There are similar Latin language movements afoot in schools around Baltimore and in New York, Bezaka says.
It all goes a long way toward explaining why 35 people, several of them teachers from Washington and Virginia, are paying $300 to spend a week at Latin camp here at Dickinson College in Carlisle, Pa. (or Luguvalium to this crowd, who use the Roman moniker for the British city of the same name). It explains why they have all signed a contract to speak only Latin all week. Why a similar camp about twice the size in Lexington, Ky., was oversubscribed this year. And why Justin Prinzbach, 27, one of the School Without Walls elementary teachers, is so hard to reach:
He has been at a retreat, known as Rusticatio Virginiana, at the Claymont Mansion in West Virginia, from which he sends an e-mail explaining he has spent a week “speaking nothing but Latin and going without any correspondence with family and friends to protect” what he calls “my ‘Latinity.’ ” During a recent tornado watch, Prinzbach says, the entire Claymont Latin-speaking community decamped to the mansion’s basement, where they rode out the storm together singing “A Pirate’s Life” in Latin. (“Io, ho, io, ho, vita piratica!”)

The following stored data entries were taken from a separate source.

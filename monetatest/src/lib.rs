// Copyright Materialize, Inc. All rights reserved.
//
// Licensed under the Apache License, Version 2.0 (the "License");
// you may not use this file except in compliance with the License.
// You may obtain a copy of the License in the LICENSE file at the
// root of this repository, or online at
//
//     http://www.apache.org/licenses/LICENSE-2.0
//
// Unless required by applicable law or agreed to in writing, software
// distributed under the License is distributed on an "AS IS" BASIS,
// WITHOUT WARRANTIES OR CONDITIONS OF ANY KIND, either express or implied.
// See the License for the specific language governing permissions and
// limitations under the License.

//! Conformance scripts for moneta.

pub mod ast;
pub mod lex;
pub mod parse;
pub mod run;
// Copyright Materialize, Inc. All rights reserved.
//
// Licensed under the Apache License, Version 2.0 (the "License");
// you may not use this file except in compliance with the License.
// You may obtain a copy of the License in the LICENSE file at the
// root of this repository, or online at
//
//     http://www.apache.org/licenses/LICENSE-2.0
//
// Unless required by applicable law or agreed to in writing, software
// distributed under the License is distributed on an "AS IS" BASIS,
// WITHOUT WARRANTIES OR CONDITIONS OF ANY KIND, either express or implied.
// See the License for the specific language governing permissions and
// limitations under the License.

//! Parser for `.monetaTest` scripts.
//!
//! Each line is blank, a comment introduced by `--`, a directive of the form
//! `keyword: value`, or a test:
//!
//! ```text
//! id operation operand... -> result condition...
//! ```
//!
//! Tokens are separated by blanks. A token containing blanks is quoted with
//! `'` or `"`; a doubled quote inside a quoted token stands for itself.

use std::error::Error;
use std::fs::File;
use std::io::{BufRead, BufReader};
use std::path::Path;
use std::str::FromStr;

use crate::ast;
use crate::lex::LexBuf;

struct Context<'a> {
    path: &'a Path,
}

pub fn parse_file(path: &Path) -> Result<ast::File, Box<dyn Error>> {
    let cx = &Context { path };
    let f = BufReader::new(File::open(path)?);
    let mut lines = vec![];
    for (i, line) in f.lines().enumerate() {
        let line = line?;
        let mut buf = LexBuf::new(&line);
        match parse_line(cx, &mut buf) {
            Ok(None) => (),
            Ok(Some(line)) => lines.push(line),
            Err(e) => return Err(format!("{}:{}: {}", path.display(), i + 1, e).into()),
        }
    }
    log::debug!("parsed {} lines from {}", lines.len(), path.display());
    Ok(ast::File {
        path: path.to_path_buf(),
        lines,
    })
}

fn parse_line(cx: &Context, buf: &mut LexBuf) -> Result<Option<ast::Line>, Box<dyn Error>> {
    let token = match parse_token(buf) {
        None => return Ok(None),
        Some(token) => token,
    };
    if let Some(keyword) = token.strip_suffix(':') {
        let value = require_token(buf, "value")?;
        return Ok(Some(ast::Line::Directive(parse_directive(
            cx, keyword, value,
        )?)));
    }
    let id = token;
    let operation = parse_operation(buf)?;
    if require_token(buf, "->")? != "->" {
        return Err("missing \"->\" token".into());
    }
    let result = require_token(buf, "result")?;
    let mut conditions = vec![];
    while let Some(condition) = parse_token(buf) {
        conditions.push(condition.parse()?);
    }
    Ok(Some(ast::Line::Test(ast::Test {
        id,
        operation,
        result,
        conditions,
    })))
}

fn require_token(buf: &mut LexBuf, name: &str) -> Result<String, Box<dyn Error>> {
    parse_token(buf).ok_or_else(|| format!("missing \"{}\" token", name).into())
}

fn parse_token(buf: &mut LexBuf) -> Option<String> {
    buf.skip_blanks();
    if buf.consume("--") {
        buf.clear();
        return None;
    }
    match buf.peek() {
        Some(quote @ '\'') | Some(quote @ '"') => {
            buf.next();
            Some(parse_quoted_token(buf, quote))
        }
        _ => parse_unquoted_token(buf),
    }
}

fn parse_unquoted_token(buf: &mut LexBuf) -> Option<String> {
    let mut token = String::new();
    while let Some(ch) = buf.peek() {
        if ch == ' ' || ch == '\t' {
            break;
        }
        token.push(ch);
        buf.next();
    }
    if token.is_empty() {
        None
    } else {
        Some(token)
    }
}

fn parse_quoted_token(buf: &mut LexBuf, quote: char) -> String {
    let mut token = String::new();
    while let Some(ch) = buf.next() {
        if ch != quote {
            token.push(ch);
        } else if buf.peek() == Some(quote) {
            token.push(quote);
            buf.next();
        } else {
            break;
        }
    }
    token
}

fn parse_directive(
    cx: &Context,
    keyword: &str,
    value: String,
) -> Result<ast::Directive, Box<dyn Error>> {
    match keyword.to_lowercase().as_str() {
        "fractional" => Ok(ast::Directive::Fractional(parse_bool(&value)?)),
        "include" => {
            let path = cx.path.with_file_name(value).with_extension("monetaTest");
            let file =
                parse_file(&path).map_err(|e| format!("opening {}: {}", path.display(), e))?;
            Ok(ast::Directive::Include(file))
        }
        "maxbits" => Ok(ast::Directive::MaxBits(value.parse()?)),
        "precision" => Ok(ast::Directive::Precision(value.parse()?)),
        "rounding" => Ok(ast::Directive::Rounding(value.parse()?)),
        "version" => Ok(ast::Directive::Version(value)),
        _ => Err(format!("unknown directive \"{}\"", keyword).into()),
    }
}

fn parse_bool(s: &str) -> Result<bool, Box<dyn Error>> {
    match s {
        "0" => Ok(false),
        "1" => Ok(true),
        _ => Err(format!("invalid boolean \"{}\"", s).into()),
    }
}

fn parse_operation(buf: &mut LexBuf) -> Result<ast::Operation, Box<dyn Error>> {
    let operation = require_token(buf, "operation")?;
    let mut op = || require_token(buf, "operand");
    match operation.to_lowercase().as_str() {
        "abs" => Ok(ast::Operation::Abs(op()?)),
        "add" => Ok(ast::Operation::Add(op()?, op()?)),
        "apply" => Ok(ast::Operation::Apply(op()?)),
        "compare" => Ok(ast::Operation::Compare(op()?, op()?)),
        "divide" => Ok(ast::Operation::Divide(op()?, op()?)),
        "divideint" => Ok(ast::Operation::DivideInt(op()?, op()?)),
        "minus" => Ok(ast::Operation::Minus(op()?)),
        "multiply" => Ok(ast::Operation::Multiply(op()?, op()?)),
        "multiplyexact" => Ok(ast::Operation::MultiplyExact(op()?, op()?)),
        "normalize" => Ok(ast::Operation::Normalize(op()?, op()?)),
        "normalizelossy" => Ok(ast::Operation::NormalizeLossy(op()?, op()?)),
        "reduce" => Ok(ast::Operation::Reduce(op()?)),
        "rescale" => Ok(ast::Operation::Rescale(op()?, op()?)),
        "subtract" => Ok(ast::Operation::Subtract(op()?, op()?)),
        "ratstring" => Ok(ast::Operation::RatString(op()?)),
        "round" => Ok(ast::Operation::Round(op()?)),
        "toscaled" => Ok(ast::Operation::ToScaled(op()?)),
        "toscaledlossy" => Ok(ast::Operation::ToScaledLossy(op()?)),
        "allocate" => Ok(ast::Operation::Allocate(op()?, op()?)),
        "balance" => Ok(ast::Operation::Balance(op()?)),
        "concretize" => Ok(ast::Operation::Concretize(op()?)),
        "convert" => Ok(ast::Operation::Convert(op()?, op()?, op()?)),
        "decimalstring" => Ok(ast::Operation::DecimalString(op()?, op()?)),
        "distribute" => Ok(ast::Operation::Distribute(op()?, op()?)),
        "madd" => Ok(ast::Operation::MoneyAdd(op()?, op()?)),
        "mcompare" => Ok(ast::Operation::MoneyCompare(op()?, op()?)),
        "msubtract" => Ok(ast::Operation::MoneySubtract(op()?, op()?)),
        "parse" => Ok(ast::Operation::Parse(op()?)),
        _ => Err(format!("unknown operation \"{}\"", operation).into()),
    }
}

impl FromStr for ast::Condition {
    type Err = Box<dyn Error>;

    fn from_str(s: &str) -> Result<ast::Condition, Box<dyn Error>> {
        match s.to_lowercase().as_str() {
            "conversion_syntax" => Ok(ast::Condition::ConversionSyntax),
            "currency_mismatch" => Ok(ast::Condition::CurrencyMismatch),
            "division_by_zero" => Ok(ast::Condition::DivisionByZero),
            "invalid_divisor" => Ok(ast::Condition::InvalidDivisor),
            "invalid_input" => Ok(ast::Condition::InvalidInput),
            "not_power_of_ten" => Ok(ast::Condition::NotPowerOfTen),
            "parse_error" => Ok(ast::Condition::ParseError),
            "requires_rounding" => Ok(ast::Condition::RequiresRounding),
            "scale_reduction" => Ok(ast::Condition::ScaleReduction),
            _ => Err(format!("unknown condition \"{}\"", s).into()),
        }
    }
}
// Copyright Materialize, Inc. All rights reserved.
//
// Licensed under the Apache License, Version 2.0 (the "License");
// you may not use this file except in compliance with the License.
// You may obtain a copy of the License in the LICENSE file at the
// root of this repository, or online at
//
//     http://www.apache.org/licenses/LICENSE-2.0
//
// Unless required by applicable law or agreed to in writing, software
// distributed under the License is distributed on an "AS IS" BASIS,
// WITHOUT WARRANTIES OR CONDITIONS OF ANY KIND, either express or implied.
// See the License for the specific language governing permissions and
// limitations under the License.

use std::fmt;
use std::path::PathBuf;

use moneta::RoundingMode;

#[derive(Debug)]
pub struct File {
    pub path: PathBuf,
    pub lines: Vec<Line>,
}

#[derive(Debug)]
pub enum Line {
    Directive(Directive),
    Test(Test),
}

#[derive(Debug)]
pub enum Directive {
    Fractional(bool),
    Include(File),
    MaxBits(u64),
    Precision(u32),
    Rounding(RoundingMode),
    Version(String),
}

impl fmt::Display for Directive {
    fn fmt(&self, f: &mut fmt::Formatter) -> fmt::Result {
        match self {
            Directive::Fractional(b) => write!(f, "fractional: {}", b),
            Directive::Include(file) => write!(f, "include: {}", file.path.display()),
            Directive::MaxBits(b) => write!(f, "maxBits: {}", b),
            Directive::Precision(p) => write!(f, "precision: {}", p),
            Directive::Rounding(r) => write!(f, "rounding: {}", r),
            Directive::Version(v) => write!(f, "version: {}", v),
        }
    }
}

#[derive(Debug)]
pub struct Test {
    pub id: String,
    pub operation: Operation,
    pub result: String,
    pub conditions: Vec<Condition>,
}

#[derive(Debug)]
pub enum Operation {
    // Decimals.
    Abs(String),
    Add(String, String),
    Apply(String),
    Compare(String, String),
    Divide(String, String),
    DivideInt(String, String),
    Minus(String),
    Multiply(String, String),
    MultiplyExact(String, String),
    Normalize(String, String),
    NormalizeLossy(String, String),
    Reduce(String),
    Rescale(String, String),
    Subtract(String, String),
    // Fractions.
    RatString(String),
    Round(String),
    ToScaled(String),
    ToScaledLossy(String),
    // Money.
    Allocate(String, String),
    Balance(String),
    Concretize(String),
    Convert(String, String, String),
    DecimalString(String, String),
    Distribute(String, String),
    MoneyAdd(String, String),
    MoneyCompare(String, String),
    MoneySubtract(String, String),
    Parse(String),
}

impl fmt::Display for Operation {
    fn fmt(&self, f: &mut fmt::Formatter) -> fmt::Result {
        match self {
            Operation::Abs(op) => write!(f, "abs {}", op),
            Operation::Add(op1, op2) => write!(f, "add {} {}", op1, op2),
            Operation::Apply(op) => write!(f, "apply {}", op),
            Operation::Compare(op1, op2) => write!(f, "compare {} {}", op1, op2),
            Operation::Divide(op1, op2) => write!(f, "divide {} {}", op1, op2),
            Operation::DivideInt(op1, op2) => write!(f, "divideint {} {}", op1, op2),
            Operation::Minus(op) => write!(f, "minus {}", op),
            Operation::Multiply(op1, op2) => write!(f, "multiply {} {}", op1, op2),
            Operation::MultiplyExact(op1, op2) => write!(f, "multiplyexact {} {}", op1, op2),
            Operation::Normalize(op1, op2) => write!(f, "normalize {} {}", op1, op2),
            Operation::NormalizeLossy(op1, op2) => write!(f, "normalizelossy {} {}", op1, op2),
            Operation::Reduce(op) => write!(f, "reduce {}", op),
            Operation::Rescale(op1, op2) => write!(f, "rescale {} {}", op1, op2),
            Operation::Subtract(op1, op2) => write!(f, "subtract {} {}", op1, op2),
            Operation::RatString(op) => write!(f, "ratstring {}", op),
            Operation::Round(op) => write!(f, "round {}", op),
            Operation::ToScaled(op) => write!(f, "toscaled {}", op),
            Operation::ToScaledLossy(op) => write!(f, "toscaledlossy {}", op),
            Operation::Allocate(op1, op2) => write!(f, "allocate '{}' {}", op1, op2),
            Operation::Balance(op) => write!(f, "balance '{}'", op),
            Operation::Concretize(op) => write!(f, "concretize '{}'", op),
            Operation::Convert(op1, op2, op3) => {
                write!(f, "convert '{}' '{}' '{}'", op1, op2, op3)
            }
            Operation::DecimalString(op1, op2) => write!(f, "decimalstring '{}' {}", op1, op2),
            Operation::Distribute(op1, op2) => write!(f, "distribute '{}' {}", op1, op2),
            Operation::MoneyAdd(op1, op2) => write!(f, "madd '{}' '{}'", op1, op2),
            Operation::MoneyCompare(op1, op2) => write!(f, "mcompare '{}' '{}'", op1, op2),
            Operation::MoneySubtract(op1, op2) => write!(f, "msubtract '{}' '{}'", op1, op2),
            Operation::Parse(op) => write!(f, "parse '{}'", op),
        }
    }
}

#[derive(Debug, Clone, Copy, Eq, PartialEq)]
pub enum Condition {
    ConversionSyntax,
    CurrencyMismatch,
    DivisionByZero,
    InvalidDivisor,
    InvalidInput,
    NotPowerOfTen,
    ParseError,
    RequiresRounding,
    ScaleReduction,
}

impl fmt::Display for Condition {
    fn fmt(&self, f: &mut fmt::Formatter) -> fmt::Result {
        match self {
            Condition::ConversionSyntax => f.write_str("Conversion_syntax"),
            Condition::CurrencyMismatch => f.write_str("Currency_mismatch"),
            Condition::DivisionByZero => f.write_str("Division_by_zero"),
            Condition::InvalidDivisor => f.write_str("Invalid_divisor"),
            Condition::InvalidInput => f.write_str("Invalid_input"),
            Condition::NotPowerOfTen => f.write_str("Not_power_of_ten"),
            Condition::ParseError => f.write_str("Parse_error"),
            Condition::RequiresRounding => f.write_str("Requires_rounding"),
            Condition::ScaleReduction => f.write_str("Scale_reduction"),
        }
    }
}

Ecce! On this, their first morning together, the Luguvalium Latin campers are gathering around to introduce themselves. They’re an oddly normal-looking group of men and women ranging in age from 17 (that’s Max, a rising senior at Arlington’s H-B Woodlawn) to, shall we say, senescent (from senex, “old man,” which probably isn’t too offensive to this crowd, since the Romans accorded their elders such respect).
The campers describe how they enjoy the simple pleasures of life. They like to cook (coquere), to garden (laborare in horto) and to sing (cantare). Among them, they have numerous dogs (canes) and several hens (gallinas). At least one is a beekeeper (apiarius); one grows broccoli (brassicam Italicam); and another grows maize (a noun that sends some scholars scrambling for their dictionaries, which shouldn’t be surprising, as corn’s ancient roots lie in the Americas, not Rome).
You can’t help wondering whether they really live such enviably simple, rustic lives or whether it’s just too hard to describe the drudgery of modern existence in Ciceronian prose. Think of all the neologisms needed to describe the innovations of our era, as well as the hours devoted to answering e-mail, the sweaty summer afternoons spent sitting in commuter traffic on an SUV’s leatherette seats, the telephone calls to the dishwasher repair worker, the battles to get kids to turn off their video games. ...
Not that Terence Tunberg, the professor from the University of Kentucky who runs this camp (as well as the one in Lexington), would have any more trouble with that than he would describing what’s for lunch (caro gallinacea panicello obvoluta and ius ex brassica Italica). Tunberg says he speaks Latin as easily as English “and not rarely more easily” — a construction that surely proves his point.
In the college cafeteria, the classicists mingle briefly with campers from the Central Pennsylvania Youth Ballet and the Johns Hopkins Center for Talented Youth before tucking into their chicken wrap sandwiches and broccoli soup. As they eat, talk turns to existential issues.
Like, Why They Are Here.
They’ve signed away their rights to speak English because they believe in some version of the Bezaka-Trogisch philosophy: Speaking Latin will make them better Latin teachers, able to appeal to a wider group of students with a variety of learning styles; kids who learn to speak Latin will internalize the structure rather than seeing its syntax as a code to be deciphered.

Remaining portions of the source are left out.